ShadeAlsha / LTR-weight-balancing

CVPR 2022 - official implementation for "Long-Tailed Recognition via Weight Balancing" https://arxiv.org/abs/2203.14197

MIT License

118 stars 10 forks source link

Some questions about the experiments. #3

Open Z-ZHHH opened 2 years ago

Z-ZHHH commented 2 years ago

In the code, you use the ResNet34 model for CIFAR100-LT, but in the paper, you use the ResNet32 model.

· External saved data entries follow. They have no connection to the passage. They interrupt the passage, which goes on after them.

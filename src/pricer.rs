//! Black–Scholes binary-option pricing.

/// Standard normal PDF: phi(x) = (1/sqrt(2*pi)) * exp(-x^2/2)
#[inline]
pub fn phi(x: f64) -> f64 {
    const INV_SQRT_2PI: f64 = 0.398_942_280_401_432_7;
    INV_SQRT_2PI * (-0.5 * x * x).exp()
}

/// Standard normal CDF via Abramowitz & Stegun 26.2.17.
/// Max error < 7.5e-8.
#[inline]
pub fn cdf(x: f64) -> f64 {
    if x >= 0.0 {
        const P: f64 = 0.231_641_9;
        const B1: f64 = 0.319_381_530;
        const B2: f64 = -0.356_563_782;
        const B3: f64 = 1.781_477_937;
        const B4: f64 = -1.821_255_978;
        const B5: f64 = 1.330_274_429;

        let t = 1.0 / (1.0 + P * x);
        let t2 = t * t;
        let t3 = t2 * t;
        let t4 = t3 * t;
        let t5 = t4 * t;
        1.0 - phi(x) * (B1 * t + B2 * t2 + B3 * t3 + B4 * t4 + B5 * t5)
    } else {
        1.0 - cdf(-x)
    }
}

/// Fair value of a cash-or-nothing binary call:
/// `e^(-r t) * Phi(d2)` with `d2 = (ln(S/K) + (r - sigma^2/2) t) / (sigma sqrt(t))`.
///
/// `t` is in years. Undefined for `t <= 0` or `sigma <= 0`; callers guard.
#[inline]
pub fn binary_call_price(spot: f64, strike: f64, t: f64, sigma: f64, r: f64) -> f64 {
    debug_assert!(t > 0.0 && sigma > 0.0, "caller must guard t and sigma");
    let d2 = ((spot / strike).ln() + (r - 0.5 * sigma * sigma) * t) / (sigma * t.sqrt());
    (-r * t).exp() * cdf(d2)
}
//! Shared portfolio accounting.
//!
//! The live and simulated executors both keep their books through this
//! state: inventory clamping, fill bookkeeping under the placement race,
//! and the exchange's flip-sale translation.

use std::collections::HashMap;
use std::time::{SystemTime, UNIX_EPOCH};

use tracing::info;

use crate::error::RiskError;
use crate::models::{Action, OrderRequest, Side, next_client_order_id};
use crate::ws::FillMsg;

/// Immutable per-session risk limits.
#[derive(Debug, Clone, Copy)]
pub struct RiskLimits {
    /// Maximum absolute inventory at any time.
    pub max_inventory: i64,
    /// Minimum permissible account balance in dollars.
    pub minimum_balance: f64,
    /// Largest tolerated |remote - local| inventory deviation.
    pub max_inventory_dev: i64,
    /// Largest tolerated |remote - local| balance deviation in dollars.
    pub max_balance_dev: f64,
}

/// Clamp an order's count so the post-fill inventory cannot exceed the
/// limit: long orders are bounded by remaining long capacity, short orders
/// by remaining short capacity.
pub fn clamp_order(order: &mut OrderRequest, inventory: i64, max_inventory: i64) {
    let max_delta = if order.is_long() {
        max_inventory - inventory
    } else {
        inventory + max_inventory
    };
    order.count = order.count.min(max_delta).max(0);
}

/// Locally tracked portfolio state.
///
/// The union of `resting_orders` and `unregistered_fills` always covers the
/// whole order state: a fill whose order id has not been registered yet
/// (the placement round-trip race) accumulates in `unregistered_fills` and
/// is netted out when the placement response arrives.
#[derive(Debug, Default)]
pub struct Portfolio {
    /// Net position: positive = long YES, negative = long NO.
    pub inventory: i64,
    /// Last synced balance in dollars.
    pub balance: f64,
    /// Timestamp of the most recent fill, POSIX ns.
    pub last_fill_ts: i64,
    /// order_id -> remaining contracts.
    pub resting_orders: HashMap<String, i64>,
    /// order_id -> contracts filled before the placement response landed.
    pub unregistered_fills: HashMap<String, i64>,
}

impl Portfolio {
    /// Apply one fill. The exchange-reported `post_position` is
    /// authoritative for inventory; local order tracking is adjusted by the
    /// fill count.
    pub fn apply_fill(&mut self, fill: &FillMsg) {
        self.last_fill_ts = fill.ts_ns();
        self.inventory = fill.post_position;

        match self.resting_orders.get(&fill.order_id).copied() {
            Some(remaining) => {
                let remaining = remaining - fill.count;
                if remaining <= 0 {
                    self.resting_orders.remove(&fill.order_id);
                } else {
                    self.resting_orders.insert(fill.order_id.clone(), remaining);
                }
            }
            None => {
                *self
                    .unregistered_fills
                    .entry(fill.order_id.clone())
                    .or_insert(0) += fill.count;
            }
        }
    }

    /// Register one order from a placement response. The resting count is
    /// the reported remaining count net of any fills that raced ahead of
    /// the response.
    pub fn register_placement(&mut self, order_id: &str, remaining_count: i64) {
        let unregistered = self.unregistered_fills.remove(order_id).unwrap_or(0);
        let net = remaining_count - unregistered;
        if net > 0 {
            self.resting_orders.insert(order_id.to_string(), net);
        }
    }

    /// Enforce the inventory limit.
    pub fn check_inventory(&self, max_inventory: i64) -> Result<(), RiskError> {
        if self.inventory.abs() > max_inventory {
            return Err(RiskError::PositionLimitExceeded {
                limit: max_inventory,
                inventory: self.inventory,
            });
        }
        Ok(())
    }

    /// Enforce the balance floor.
    pub fn check_balance(&self, minimum_balance: f64) -> Result<(), RiskError> {
        if self.balance < minimum_balance {
            return Err(RiskError::BalanceLimitExceeded {
                minimum: minimum_balance,
                balance: self.balance,
            });
        }
        Ok(())
    }

    /// Capture an immutable snapshot for a trading decision.
    pub fn snapshot(&self) -> PortfolioSnapshot {
        PortfolioSnapshot {
            timestamp_ns: SystemTime::now()
                .duration_since(UNIX_EPOCH)
                .map(|d| d.as_nanos() as i64)
                .unwrap_or(0),
            balance: self.balance,
            inventory: self.inventory,
            resting_order_ids: self.resting_orders.keys().cloned().collect(),
        }
    }
}

/// Portfolio state at a point in time.
#[derive(Debug, Clone)]
pub struct PortfolioSnapshot {
    pub timestamp_ns: i64,
    pub balance: f64,
    pub inventory: i64,
    pub resting_order_ids: Vec<String>,
}

/// The exchange's flip-sale translation, applied locally by the simulator.
///
/// A sell that exceeds the coverable position splits into a covered sell
/// plus a buy of the opposite side for the remainder; a sell with nothing
/// to cover flips entirely into the opposite side's buy. Net signed
/// inventory change is preserved.
pub fn flip_sale(orders: Vec<OrderRequest>, inventory: i64) -> Vec<OrderRequest> {
    let mut result = Vec::with_capacity(orders.len());

    for mut order in orders {
        match (order.action, order.side) {
            (Action::Sell, Side::Yes) => {
                if order.count <= inventory {
                    result.push(order);
                } else if inventory > 0 {
                    let mut covered = order.clone();
                    covered.count = inventory;
                    covered.client_order_id = next_client_order_id();

                    let mut flipped = order;
                    flipped.count -= inventory;
                    flipped.side = Side::No;
                    flipped.action = Action::Buy;
                    flipped.client_order_id = next_client_order_id();

                    info!(
                        target: "orders",
                        covered = covered.count,
                        flipped = flipped.count,
                        "flip sale: splitting sell-yes"
                    );
                    result.push(covered);
                    result.push(flipped);
                } else {
                    order.side = Side::No;
                    order.action = Action::Buy;
                    result.push(order);
                }
            }
            (Action::Sell, Side::No) => {
                let short_position = -inventory;
                if short_position >= order.count {
                    result.push(order);
                } else if short_position > 0 {
                    let mut covered = order.clone();
                    covered.count = short_position;
                    covered.client_order_id = next_client_order_id();

                    let mut flipped = order;
                    flipped.count -= short_position;
                    flipped.side = Side::Yes;
                    flipped.action = Action::Buy;
                    flipped.client_order_id = next_client_order_id();

                    info!(
                        target: "orders",
                        covered = covered.count,
                        flipped = flipped.count,
                        "flip sale: splitting sell-no"
                    );
                    result.push(covered);
                    result.push(flipped);
                } else {
                    order.side = Side::Yes;
                    order.action = Action::Buy;
                    result.push(order);
                }
            }
            _ => result.push(order),
        }
    }

    result
}

/// The single market order that unwinds the whole position, if any.
pub fn unwind_order(ticker: &str, inventory: i64) -> Option<OrderRequest> {
    if inventory > 0 {
        OrderRequest::market(ticker, Side::Yes, Action::Sell, inventory).ok()
    } else if inventory < 0 {
        OrderRequest::market(ticker, Side::No, Action::Sell, -inventory).ok()
    } else {
        None
    }
}

#[cfg(test)]
mod tests {
    use super::*;
    use crate::price::FixedPrice;

    fn limit(side: Side, action: Action, count: i64) -> OrderRequest {
        OrderRequest::limit("KXETHD-X", side, action, count, FixedPrice::from_dollars(0.40))
            .unwrap()
    }

    fn fill(order_id: &str, count: i64, post_position: i64) -> FillMsg {
        serde_json::from_value(serde_json::json!({
            "trade_id": "t",
            "order_id": order_id,
            "market_ticker": "KXETHD-X",
            "side": "yes",
            "purchased_side": "yes",
            "yes_price_dollars": 0.40,
            "count": count,
            "action": "buy",
            "post_position": post_position,
            "ts": 1_700_000_000
        }))
        .unwrap()
    }

    #[test]
    fn test_clamp_long_order_to_remaining_capacity() {
        let mut order = limit(Side::Yes, Action::Buy, 100);
        clamp_order(&mut order, 47, 50);
        assert_eq!(order.count, 3);
    }

    #[test]
    fn test_clamp_short_order_to_remaining_capacity() {
        // short capacity = inventory + max = -47 + 50 = 3
        let mut order = limit(Side::Yes, Action::Sell, 100);
        clamp_order(&mut order, -47, 50);
        assert_eq!(order.count, 3);
    }

    #[test]
    fn test_clamp_floors_at_zero() {
        let mut order = limit(Side::Yes, Action::Buy, 10);
        clamp_order(&mut order, 50, 50);
        assert_eq!(order.count, 0);
    }

    #[test]
    fn test_clamp_sell_no_counts_as_long() {
        let mut order = limit(Side::No, Action::Sell, 10);
        clamp_order(&mut order, 48, 50);
        assert_eq!(order.count, 2);
    }

    #[test]
    fn test_fill_decrements_resting_order() {
        let mut p = Portfolio::default();
        p.resting_orders.insert("o1".to_string(), 10);
        p.apply_fill(&fill("o1", 4, 4));
        assert_eq!(p.resting_orders["o1"], 6);
        assert_eq!(p.inventory, 4);
        assert_eq!(p.last_fill_ts, 1_700_000_000_000_000_000);
    }

    #[test]
    fn test_fill_removes_exhausted_order() {
        let mut p = Portfolio::default();
        p.resting_orders.insert("o1".to_string(), 4);
        p.apply_fill(&fill("o1", 4, 4));
        assert!(!p.resting_orders.contains_key("o1"));
    }

    #[test]
    fn test_fill_before_registration_accumulates() {
        let mut p = Portfolio::default();
        p.apply_fill(&fill("o1", 3, 3));
        p.apply_fill(&fill("o1", 1, 4));
        assert_eq!(p.unregistered_fills["o1"], 4);
        assert_eq!(p.inventory, 4);
    }

    #[test]
    fn test_placement_race_settles_to_net_count() {
        // buy 10 placed; a fill of 4 arrives before the placement response
        let mut p = Portfolio::default();
        p.apply_fill(&fill("o1", 4, 4));

        // placement response carries the placement-time remaining count
        p.register_placement("o1", 10);

        assert_eq!(p.resting_orders["o1"], 6);
        assert!(p.unregistered_fills.is_empty());
        assert_eq!(p.inventory, 4);
    }

    #[test]
    fn test_register_fully_filled_order_rests_nothing() {
        let mut p = Portfolio::default();
        p.apply_fill(&fill("o1", 10, 10));
        p.register_placement("o1", 10);
        assert!(p.resting_orders.is_empty());
        assert!(p.unregistered_fills.is_empty());
    }

    #[test]
    fn test_fill_is_idempotent_on_inventory() {
        let mut p = Portfolio::default();
        let f = fill("o1", 4, 4);
        p.apply_fill(&f);
        p.apply_fill(&f);
        assert_eq!(p.inventory, 4);
    }

    #[test]
    fn test_inventory_limit_check() {
        let mut p = Portfolio::default();
        p.inventory = 52;
        assert_eq!(
            p.check_inventory(50),
            Err(RiskError::PositionLimitExceeded {
                limit: 50,
                inventory: 52
            })
        );
        p.inventory = -50;
        assert!(p.check_inventory(50).is_ok());
    }

    #[test]
    fn test_balance_limit_check() {
        let mut p = Portfolio::default();
        p.balance = 99.0;
        assert!(p.check_balance(100.0).is_err());
        p.balance = 100.0;
        assert!(p.check_balance(100.0).is_ok());
    }

    #[test]
    fn test_flip_sale_covered_sell_passes_through() {
        let orders = flip_sale(vec![limit(Side::Yes, Action::Sell, 5)], 10);
        assert_eq!(orders.len(), 1);
        assert_eq!(orders[0].side, Side::Yes);
        assert_eq!(orders[0].action, Action::Sell);
        assert_eq!(orders[0].count, 5);
    }

    #[test]
    fn test_flip_sale_splits_partially_covered_sell_yes() {
        let orders = flip_sale(vec![limit(Side::Yes, Action::Sell, 10)], 4);
        assert_eq!(orders.len(), 2);
        assert_eq!(orders[0].side, Side::Yes);
        assert_eq!(orders[0].action, Action::Sell);
        assert_eq!(orders[0].count, 4);
        assert_eq!(orders[1].side, Side::No);
        assert_eq!(orders[1].action, Action::Buy);
        assert_eq!(orders[1].count, 6);
        assert_ne!(orders[0].client_order_id, orders[1].client_order_id);
    }

    #[test]
    fn test_flip_sale_flips_uncovered_sell_yes() {
        let orders = flip_sale(vec![limit(Side::Yes, Action::Sell, 10)], -3);
        assert_eq!(orders.len(), 1);
        assert_eq!(orders[0].side, Side::No);
        assert_eq!(orders[0].action, Action::Buy);
        assert_eq!(orders[0].count, 10);
    }

    #[test]
    fn test_flip_sale_splits_partially_covered_sell_no() {
        let orders = flip_sale(vec![limit(Side::No, Action::Sell, 10)], -4);
        assert_eq!(orders.len(), 2);
        assert_eq!(orders[0].side, Side::No);
        assert_eq!(orders[0].count, 4);
        assert_eq!(orders[1].side, Side::Yes);
        assert_eq!(orders[1].action, Action::Buy);
        assert_eq!(orders[1].count, 6);
    }

    #[test]
    fn test_flip_sale_leaves_buys_alone() {
        let orders = flip_sale(vec![limit(Side::Yes, Action::Buy, 10)], 0);
        assert_eq!(orders.len(), 1);
        assert_eq!(orders[0].action, Action::Buy);
        assert_eq!(orders[0].side, Side::Yes);
    }

    #[test]
    fn test_flip_sale_preserves_net_inventory_change() {
        // sell-yes of 10 from inventory 4: -4 (sell) + -6 (buy NO) = -10
        let orders = flip_sale(vec![limit(Side::Yes, Action::Sell, 10)], 4);
        let net: i64 = orders
            .iter()
            .map(|o| if o.is_long() { o.count } else { -o.count })
            .sum();
        assert_eq!(net, -10);
    }

    #[test]
    fn test_unwind_order_sides() {
        let long = unwind_order("T", 52).unwrap();
        assert_eq!(long.side, Side::Yes);
        assert_eq!(long.action, Action::Sell);
        assert_eq!(long.count, 52);
        assert!(long.yes_price_dollars.is_none());

        let short = unwind_order("T", -7).unwrap();
        assert_eq!(short.side, Side::No);
        assert_eq!(short.action, Action::Sell);
        assert_eq!(short.count, 7);

        assert!(unwind_order("T", 0).is_none());
    }

    #[test]
    fn test_snapshot_captures_state() {
        let mut p = Portfolio::default();
        p.inventory = 3;
        p.balance = 250.0;
        p.resting_orders.insert("o1".to_string(), 2);
        let snap = p.snapshot();
        assert_eq!(snap.inventory, 3);
        assert_eq!(snap.balance, 250.0);
        assert_eq!(snap.resting_order_ids, vec!["o1".to_string()]);
        assert!(snap.timestamp_ns > 0);
    }
}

dataset	Stage	loss	base lr	schedular	batch	epoch	WD	model	result_all
CIFAR100-100	stage1	CE	0.01	Coslr	64	320	0.005	ResNet32	40.1
CIFAR100-100	stage1	CE	0.01	Coslr	64	320	0.005	ResNet34	47.3

I use these settings to train the model and get a bad result (7% lower than the open source experiment in CoLab), could you please point out my problem？

Could you provide more details about the experiment on how to choose the proper weight decay value for long-tailed recognition? It would help a lot.
I experiment several methods including MisLAS, BAMLS. I find that 5e-4 is good enough and tuning weight decay improves the performance slightly. Maybe the tuning of weight decay is not the core point of imbalanced learning?

ShadeAlsha commented 2 years ago

It is hard to see the difference without seeing your implementation. But can you run my notebook to see if it reproduces results. One notable difference is that my code uses ResNet34 while you used ResNet32. I apologize for the inconsistent writing and code.
We use Bayesian Optimization to search for the weight decay, as explained in Section 3.3. You might find this implementation useful.
While WD tuning atop of MisLAS/BAMLS does not improve much, it seems to suggest the latter methods regularize training in a similar way to WD. Therefore, it is hard to say if WD is (not) the core point of imbalanced learning.

rahulvigneswaran commented 2 years ago

Also, the number of epochs is given as 200 in the paper while you have used 320 in the implementation. Can you confirm which is the correct one to replicate the results?

ShadeAlsha commented 2 years ago

Yes, we used 200 epochs only for the first stage of training to produce the results in the paper.

Z-ZHHH commented 2 years ago

I train ResNet34 with the identical setting, the result is identical to the CoLab experiment. The weight decay 0.005 is not the optimal value for ResNet32 (ResNet32 feature dim=64 while ResNet34 feature dim=512).	dataset	Stage	loss	base lr	schedular	batch	epoch	WD	model	result_all
CIFAR100-100	stage1	CE	0.01	Coslr	64	320	0.005	ResNet34	47.28

The work is really great. It would be better and easy to compare with other long-tailed methods if the CoLab experiment is trained with the ResNet32 model.

By the way, what is the proper weight decay value for ResNet32 on CIFAR100-100 dataset in your experiment? In the Fig.4 of the paper, I think the experiment is training with ResNet32 and it seems that 0.005 is the proper weight decay value for ResNet32 on CIFAR100-100 dataset.